Now we turn our attention to the other direction of our proof. So let us assume that L is onto, and show that L is also one-to-one. The first step in that process will be to note that, because L is onto, for every vector vi in our basis C, there is a vector wi in U such that L(wi) = vi. I claim that the set B1 equal to these {w1 through wn} is a basis for U. To prove this claim, I will first show that B1 is linearly independent. To that end, let’s let t1 through tn in R be such that t1w1 + through to tnwn = 0. Well, then we have that L(t1w1 + through tnwn) = L(0), which must equal 0. And so this means that t1(L(w1)) + through to tn(L(wn)) = 0, which is to say that t1v1 + through to tnvn = 0. Since {v1 through vn} is linearly independent, we must have that t1 through tn = 0. And so we have shown that our set B1 is also linearly independent. As noted earlier, this means that B1 does not contain any repeated entries, which means that B1 has n (which equals the dimension of U) elements. Again using the two-out-of-three rule, B1 must be a spanning set for U, and thus is a basis for U. Although again, it is the fact that B1 is a spanning set for U that I want to use.
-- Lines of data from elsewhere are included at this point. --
//! Wrapper that turns off learning

use crate::{
    Result,
    game::{BoardState, GameOutcome, Player},
    ports::Learner,
};

/// Frozen learner - plays like the wrapped learner but never updates it.
///
/// Evaluation matches wrap trained Q-learning agents in this so a session
/// measures the saved policy rather than one that keeps adapting.
pub struct FrozenLearner {
    inner: Box<dyn Learner>,
}

impl FrozenLearner {
    pub fn new(inner: Box<dyn Learner>) -> Self {
        Self { inner }
    }

    pub fn inner(&self) -> &dyn Learner {
        self.inner.as_ref()
    }
}

impl Learner for FrozenLearner {
    fn select_move(&mut self, state: &BoardState) -> Result<usize> {
        self.inner.select_move(state)
    }

    fn learn(
        &mut self,
        _initial: &BoardState,
        _moves: &[usize],
        _outcome: GameOutcome,
        _role: Player,
    ) -> Result<()> {
        Ok(())
    }

    fn name(&self) -> &str {
        self.inner.name()
    }

    fn reset(&mut self) -> Result<()> {
        self.inner.reset()
    }

    fn as_any(&self) -> &dyn std::any::Any {
        self.inner.as_any()
    }

    fn set_rng_seed(&mut self, seed: u64) -> Result<()> {
        self.inner.set_rng_seed(seed)
    }
}

#[cfg(test)]
mod tests {
    use super::*;
    use crate::{
        game::GameKind,
        q_learning::{QLearningAgent, QTable},
    };

    #[test]
    fn test_frozen_agent_does_not_learn() -> Result<()> {
        let agent = QLearningAgent::for_evaluation(QTable::new(0.5, 0.9, 0.0));
        let mut frozen = FrozenLearner::new(Box::new(agent));
        let initial = BoardState::new(GameKind::TicTacToe);
        frozen.learn(
            &initial,
            &[0, 3, 1, 4, 2],
            GameOutcome::Win(Player::One),
            Player::One,
        )?;

        let inner = frozen
            .as_any()
            .downcast_ref::<QLearningAgent>()
            .map(|agent| agent.q_table().size());
        assert_eq!(inner, Some(0));
        assert_eq!(frozen.name(), "qtab");
        Ok(())
    }
}
//! Game rules for Tic-Tac-Toe and Connect-4 over a shared board model

pub mod board;
pub mod eval;
pub mod history;
pub mod lines;
pub mod symmetry;

pub use board::{BoardState, CanonicalContext, Cell, GameKind, MAX_CELLS, Player};
pub use eval::{ILLEGAL_MOVE_PENALTY, evaluate, reward};
pub use history::{GameOutcome, GameRecord, Move};
pub use lines::lines;
pub use symmetry::Symmetry;
//! Error types for the tabq crate

use thiserror::Error;

/// Main error type for the tabq crate
#[derive(Error, Debug)]
#[non_exhaustive]
pub enum Error {
    #[error("invalid move: action {action} is not playable on this {game} board")]
    InvalidMove { action: usize, game: String },

    #[error("game already over")]
    GameOver,

    #[error("no valid moves available")]
    NoValidMoves,

    #[error("invalid board '{context}': {reason}")]
    InvalidBoard { context: String, reason: String },

    #[error("invalid state key '{key}' (expected format: '{expected}')")]
    InvalidStateKey { key: String, expected: String },

    #[error("invalid configuration: {message}")]
    InvalidConfiguration { message: String },

    #[error("invalid strategy '{input}'. Expected one of: {expected}")]
    InvalidStrategy { input: String, expected: String },

    #[error("unsupported Q-table file extension for '{path}' (expected .json, .msgpack or .mpk)")]
    UnsupportedFormat { path: String },

    #[error("unsupported Q-table format version {found} (expected {expected})")]
    UnsupportedVersion { found: u32, expected: u32 },

    #[error("Q-table was trained for '{found}' but '{expected}' was requested")]
    GameMismatch { expected: String, found: String },

    #[error("input closed before a move was entered")]
    InputClosed,

    #[error("failed to {operation}: {source}")]
    Io {
        operation: String,
        #[source]
        source: std::io::Error,
    },

    #[error("serialization error: {0}")]
    Serialization(#[from] serde_json::Error),

    #[error("msgpack encode error: {0}")]
    MsgPackEncode(#[from] rmp_serde::encode::Error),

    #[error("msgpack decode error: {0}")]
    MsgPackDecode(#[from] rmp_serde::decode::Error),

    #[error("CSV error: {0}")]
    Csv(#[from] csv::Error),

    #[error("config parse error: {0}")]
    Toml(#[from] toml::de::Error),

    #[error("progress bar template error: {message}")]
    ProgressBarTemplate { message: String },
}

/// Convenience type alias for Results using the crate's Error type
pub type Result<T> = std::result::Result<T, Error>;

impl Error {
    /// Wrap an IO error with the operation that produced it.
    pub fn io(operation: impl Into<String>, source: std::io::Error) -> Self {
        Error::Io {
            operation: operation.into(),
            source,
        }
    }
}

impl From<std::io::Error> for Error {
    fn from(source: std::io::Error) -> Self {
        Error::Io {
            operation: "IO operation".to_string(),
            source,
        }
    }
}
impl<W: Write + Send> Observer for ConsoleObserver<W> {
    fn on_session_start(&mut self, info: &SessionInfo) -> Result<()> {
        if let Some(block) = self.report.session_start(info) {
            self.emit(&block)?;
        }
        Ok(())
    }

    fn on_game_start(
        &mut self,
        info: &SessionInfo,
        game_num: usize,
        board: &BoardState,
    ) -> Result<()> {
        for block in self.report.game_start(info, game_num, board) {
            self.emit(&block)?;
        }
        Ok(())
    }

    fn on_move(
        &mut self,
        _info: &SessionInfo,
        _game_num: usize,
        _mv: &Move,
        board: &BoardState,
    ) -> Result<()> {
        if let Some(block) = self.report.moved(board) {
            self.emit(&block)?;
        }
        Ok(())
    }

    fn on_game_end(&mut self, info: &SessionInfo, report: &GameReport) -> Result<()> {
        if let Some(block) = self.report.game_end(info, report)? {
            self.emit(&block)?;
        }
        Ok(())
    }

    fn on_session_end(&mut self, info: &SessionInfo, summary: &SessionSummary) -> Result<()> {
        if let Some(block) = self.report.session_end(info, summary)? {
            self.emit(&block)?;
        }
        self.out.flush().map_err(|e| Error::io("flush console output", e))
    }
}

/// Appends session events to `{folder}/{tag}_{session}_{timestamp}.log`
///
/// The file is opened when the session starts, since the name depends on the
/// session timestamp.
pub struct LogFileObserver {
    report: TextReport,
    folder: PathBuf,
    file: Option<File>,
    path: Option<PathBuf>,
}

impl LogFileObserver {
    pub fn new(folder: impl Into<PathBuf>, channels: Channels) -> Self {
        Self {
            report: TextReport { channels },
            folder: folder.into(),
            file: None,
            path: None,
        }
    }

    pub fn log_path(folder: &Path, info: &SessionInfo) -> PathBuf {
        folder.join(format!(
            "{}_{}_{}.log",
            info.world.tag(),
            info.session_id,
            info.session_timestamp
        ))
    }

    /// Path of the current log file, once the session has started
    pub fn path(&self) -> Option<&Path> {
        self.path.as_deref()
    }

    fn append(&mut self, block: &str) -> Result<()> {
        let Some(file) = self.file.as_mut() else {
            return Ok(());
        };
        write!(file, "\n{block}\n").map_err(|e| Error::io("append to session log", e))
    }
}

impl Observer for LogFileObserver {
    fn on_session_start(&mut self, info: &SessionInfo) -> Result<()> {
        fs::create_dir_all(&self.folder)
            .map_err(|e| Error::io(format!("create {}", self.folder.display()), e))?;
        let path = Self::log_path(&self.folder, info);
        let file = OpenOptions::new()
            .create(true)
            .append(true)
            .open(&path)
            .map_err(|e| Error::io(format!("open {}", path.display()), e))?;
        self.file = Some(file);
        self.path = Some(path);

        if let Some(block) = self.report.session_start(info) {
            self.append(&block)?;
        }
        Ok(())
    }

    fn on_game_start(
        &mut self,
        info: &SessionInfo,
        game_num: usize,
        board: &BoardState,
    ) -> Result<()> {
        for block in self.report.game_start(info, game_num, board) {
            self.append(&block)?;
        }
        Ok(())
    }

    fn on_move(
        &mut self,
        _info: &SessionInfo,
        _game_num: usize,
        _mv: &Move,
        board: &BoardState,
    ) -> Result<()> {
        if let Some(block) = self.report.moved(board) {
            self.append(&block)?;
        }
        Ok(())
    }

    fn on_game_end(&mut self, info: &SessionInfo, report: &GameReport) -> Result<()> {
        if let Some(block) = self.report.game_end(info, report)? {
            self.append(&block)?;
        }
        Ok(())
    }

    fn on_session_end(&mut self, info: &SessionInfo, summary: &SessionSummary) -> Result<()> {
        if let Some(block) = self.report.session_end(info, summary)? {
            self.append(&block)?;
        }
        if let Some(file) = self.file.as_mut() {
            file.flush().map_err(|e| Error::io("flush session log", e))?;
        }
        Ok(())
    }
}
use std::{
    net::TcpListener,
    sync::mpsc,
    thread::{self, JoinHandle},
    time::{Duration, Instant},
};

use logger::Logger;
use shuttle_feed::{FeedConfig, ShuttleState, Subscription};
use tungstenite::Message;
use viewport::Coordinates;

const SCENARIO_MESSAGE: &str = r#"{"etas": {"stop1": "3 min", "stop2": "7 min"}, "busPosition": {"latitude": 43.2627, "longitude": -79.9161}}"#;

// Serves one client: sends `frames` in order, then waits for the client to
// hang up.
fn serve_once(frames: Vec<&'static str>) -> (String, JoinHandle<()>) {
    let listener = TcpListener::bind("127.0.0.1:0").expect("Failed to bind test server");
    let url = format!("ws://{}", listener.local_addr().unwrap());

    let server = thread::spawn(move || {
        let (stream, _) = listener.accept().expect("Failed to accept client");
        let mut socket = tungstenite::accept(stream).expect("Handshake failed");
        for frame in frames {
            socket.send(Message::text(frame)).expect("Failed to send frame");
        }
        loop {
            match socket.read() {
                Ok(Message::Close(_)) | Err(_) => break,
                Ok(_) => {}
            }
        }
    });

    (url, server)
}

fn wait_for_state(subscription: &Subscription, timeout: Duration) -> Option<ShuttleState> {
    let deadline = Instant::now() + timeout;
    let mut latest = None;
    while Instant::now() < deadline {
        if let Some(state) = subscription.try_latest() {
            latest = Some(state);
        }
        if latest.is_some() && subscription.try_latest().is_none() {
            return latest;
        }
        thread::sleep(Duration::from_millis(20));
    }
    latest
}

#[test]
fn test_subscription_delivers_feed_message() {
    let (url, server) = serve_once(vec![SCENARIO_MESSAGE]);
    let (notified, notifications) = mpsc::channel();

    let subscription = Subscription::open(FeedConfig::new(&url), Logger::console("test"), move || {
        let _ = notified.send(());
    })
    .expect("Failed to open subscription");

    let state = wait_for_state(&subscription, Duration::from_secs(5)).expect("No state received");

    assert_eq!(state.eta("stop1"), Some("3 min"));
    assert_eq!(state.eta("stop2"), Some("7 min"));
    assert_eq!(state.bus_position, Coordinates::new(43.2627, -79.9161));
    assert!(
        notifications.recv_timeout(Duration::from_secs(1)).is_ok(),
        "notify was not called"
    );

    subscription.close();
    server.join().expect("Server thread panicked");
}

#[test]
fn test_malformed_messages_are_skipped() {
    let (url, server) = serve_once(vec!["not json", r#"{"etas": {}}"#, SCENARIO_MESSAGE]);

    let subscription = Subscription::open(FeedConfig::new(&url), Logger::console("test"), || {})
        .expect("Failed to open subscription");

    let state = wait_for_state(&subscription, Duration::from_secs(5)).expect("No state received");

    assert_eq!(state.eta("stop1"), Some("3 min"));
    assert!(!subscription.is_closed());

    drop(subscription);
    server.join().expect("Server thread panicked");
}

#[test]
fn test_refused_connection_closes_without_state() {
    let listener = TcpListener::bind("127.0.0.1:0").unwrap();
    let url = format!("ws://{}", listener.local_addr().unwrap());
    drop(listener);

    let subscription = Subscription::open(FeedConfig::new(&url), Logger::console("test"), || {})
        .expect("Failed to open subscription");

    let deadline = Instant::now() + Duration::from_secs(5);
    while !subscription.is_closed() && Instant::now() < deadline {
        thread::sleep(Duration::from_millis(20));
    }

    assert!(subscription.is_closed());
    assert!(subscription.try_latest().is_none());
}

#[test]
fn test_remote_close_ends_subscription() {
    let listener = TcpListener::bind("127.0.0.1:0").unwrap();
    let url = format!("ws://{}", listener.local_addr().unwrap());
    let server = thread::spawn(move || {
        let (stream, _) = listener.accept().unwrap();
        let mut socket = tungstenite::accept(stream).unwrap();
        socket.send(Message::text(SCENARIO_MESSAGE)).unwrap();
        let _ = socket.close(None);
        while socket.read().is_ok() {}
    });

    let subscription = Subscription::open(FeedConfig::new(&url), Logger::console("test"), || {})
        .expect("Failed to open subscription");

    let deadline = Instant::now() + Duration::from_secs(5);
    while !subscription.is_closed() && Instant::now() < deadline {
        thread::sleep(Duration::from_millis(20));
    }

    assert!(subscription.is_closed());
    let state = subscription.try_latest().expect("State sent before close was lost");
    assert_eq!(state.eta("stop2"), Some("7 min"));

    server.join().unwrap();
}

#[test]
fn test_close_during_stalled_handshake_returns_promptly() {
    let listener = TcpListener::bind("127.0.0.1:0").unwrap();
    let url = format!("ws://{}", listener.local_addr().unwrap());
    let (release, released) = mpsc::channel::<()>();
    let server = thread::spawn(move || {
        // Accepts the connection but never answers the upgrade request.
        let (_stream, _) = listener.accept().unwrap();
        let _ = released.recv_timeout(Duration::from_secs(10));
    });

    let subscription = Subscription::open(FeedConfig::new(&url), Logger::console("test"), || {})
        .expect("Failed to open subscription");
    thread::sleep(Duration::from_millis(100));

    let started = Instant::now();
    subscription.close();
    let waited = started.elapsed();

    assert!(waited < Duration::from_secs(1), "close() took {:?}", waited);

    let _ = release.send(());
    server.join().unwrap();
}
/// A latitude/longitude pair, in degrees.
#[derive(Debug, Clone, Copy, PartialEq)]
pub struct Coordinates {
    pub latitude: f64,
    pub longitude: f64,
}

impl Coordinates {
    pub const fn new(latitude: f64, longitude: f64) -> Self {
        Self {
            latitude,
            longitude,
        }
    }
}

/// A map viewport: the center point plus the visible span on each axis.
///
/// Regions are plain values. The controller never edits one in place, it
/// always produces a fresh region from a proposal.
#[derive(Debug, Clone, Copy, PartialEq)]
pub struct GeoRegion {
    pub latitude: f64,
    pub longitude: f64,
    pub latitude_delta: f64,
    pub longitude_delta: f64,
}

impl GeoRegion {
    pub const fn new(
        latitude: f64,
        longitude: f64,
        latitude_delta: f64,
        longitude_delta: f64,
    ) -> Self {
        Self {
            latitude,
            longitude,
            latitude_delta,
            longitude_delta,
        }
    }

    /// Center point of the region.
    pub fn center(&self) -> Coordinates {
        Coordinates::new(self.latitude, self.longitude)
    }

    /// Same span, centered somewhere else.
    pub fn with_center(self, center: Coordinates) -> Self {
        Self {
            latitude: center.latitude,
            longitude: center.longitude,
            ..self
        }
    }
}

/// The administrator-chosen box the map may never leave. Its span is also the
/// widest zoom the user can reach.
pub const LOCKED_REGION: GeoRegion = GeoRegion::new(
    43.26252182610375,
    -79.92393298074603,
    0.021165080277782522,
    0.01742396503686905,
);

/// Closest zoom allowed, as a latitude span in degrees.
pub const MIN_LATITUDE_DELTA: f64 = 0.0005;

/// Widest zoom allowed: exactly the locked box.
pub const MAX_LATITUDE_DELTA: f64 = LOCKED_REGION.latitude_delta;

/// Longitude span per degree of latitude span, fixed by the locked box.
pub const ASPECT_RATIO: f64 = LOCKED_REGION.longitude_delta / LOCKED_REGION.latitude_delta;

/// Edges of the rectangle a region center must stay inside.
#[derive(Debug, Clone, Copy, PartialEq)]
pub struct LockedBounds {
    pub min_lat: f64,
    pub max_lat: f64,
    pub min_lon: f64,
    pub max_lon: f64,
}

impl LockedBounds {
    /// Edges of the rectangle centered on `locked` with half its deltas as
    /// half-extents.
    pub fn of(locked: &GeoRegion) -> Self {
        let half_lat = locked.latitude_delta / 2.0;
        let half_lon = locked.longitude_delta / 2.0;

        Self {
            min_lat: locked.latitude - half_lat,
            max_lat: locked.latitude + half_lat,
            min_lon: locked.longitude - half_lon,
            max_lon: locked.longitude + half_lon,
        }
    }

    /// Checks whether a point lies inside the box, edges included.
    pub fn contains(&self, point: Coordinates) -> bool {
        point.latitude >= self.min_lat
            && point.latitude <= self.max_lat
            && point.longitude >= self.min_lon
            && point.longitude <= self.max_lon
    }
}
use egui::{Color32, RichText};

const HEADER_FILL: Color32 = Color32::from_rgb(122, 0, 60);
const FOOTER_FILL: Color32 = Color32::from_rgb(253, 191, 87);

/// Title bar across the top of the window.
pub fn header(ctx: &egui::Context) {
    egui::TopBottomPanel::top("header")
        .frame(egui::Frame::none().fill(HEADER_FILL).inner_margin(20.))
        .show(ctx, |ui| {
            ui.vertical_centered(|ui| {
                ui.label(
                    RichText::new("MAC SHUTTLE")
                        .color(Color32::WHITE)
                        .size(20.)
                        .strong(),
                );
            });
        });
}

pub fn footer(ctx: &egui::Context) {
    egui::TopBottomPanel::bottom("footer")
        .frame(egui::Frame::none().fill(FOOTER_FILL).inner_margin(10.))
        .show(ctx, |ui| {
            ui.vertical_centered(|ui| {
                ui.label(
                    RichText::new("© McMaster University 2024")
                        .color(Color32::WHITE)
                        .size(16.),
                );
            });
        });
}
For now, to show that L is one-to-one, suppose that L(u) = L(w). Since B1 is a spanning set for U, we know that there are scalars a1 through an and b1 through bn such that u must equal a1w1 + through to anwn, and w must equal b1w1 + through to bnwn. Well, then L(u), which equals L(a1w1 + through to anwn), equals a1(L(w1)) + through to an(L(wn)), which equals a1v1 + through to anvn by our choice of our w’s. And similarly, L(w) must equal L(b1w1 + through to bnwn), which equals b1L(w1)) + through to bn(L(wn)), which equals b1v1 + through to bnvn. So if L(u) = L(w), we must have that a1v1 + through to anvn = b1v1 + through to bnvn. Bringing everything to one side, we get that (a1 – b1)v1 + through to (an – bn)vn equals the 0 vector. But since our set {v1 through vn} is linearly independent, we must have that (a1 – b1) through to (an – bn) all equal 0, which is to say that ai = bi for all i from 1 to n. Well, this clearly means that u = w, and so we have shown that L is one-to-one.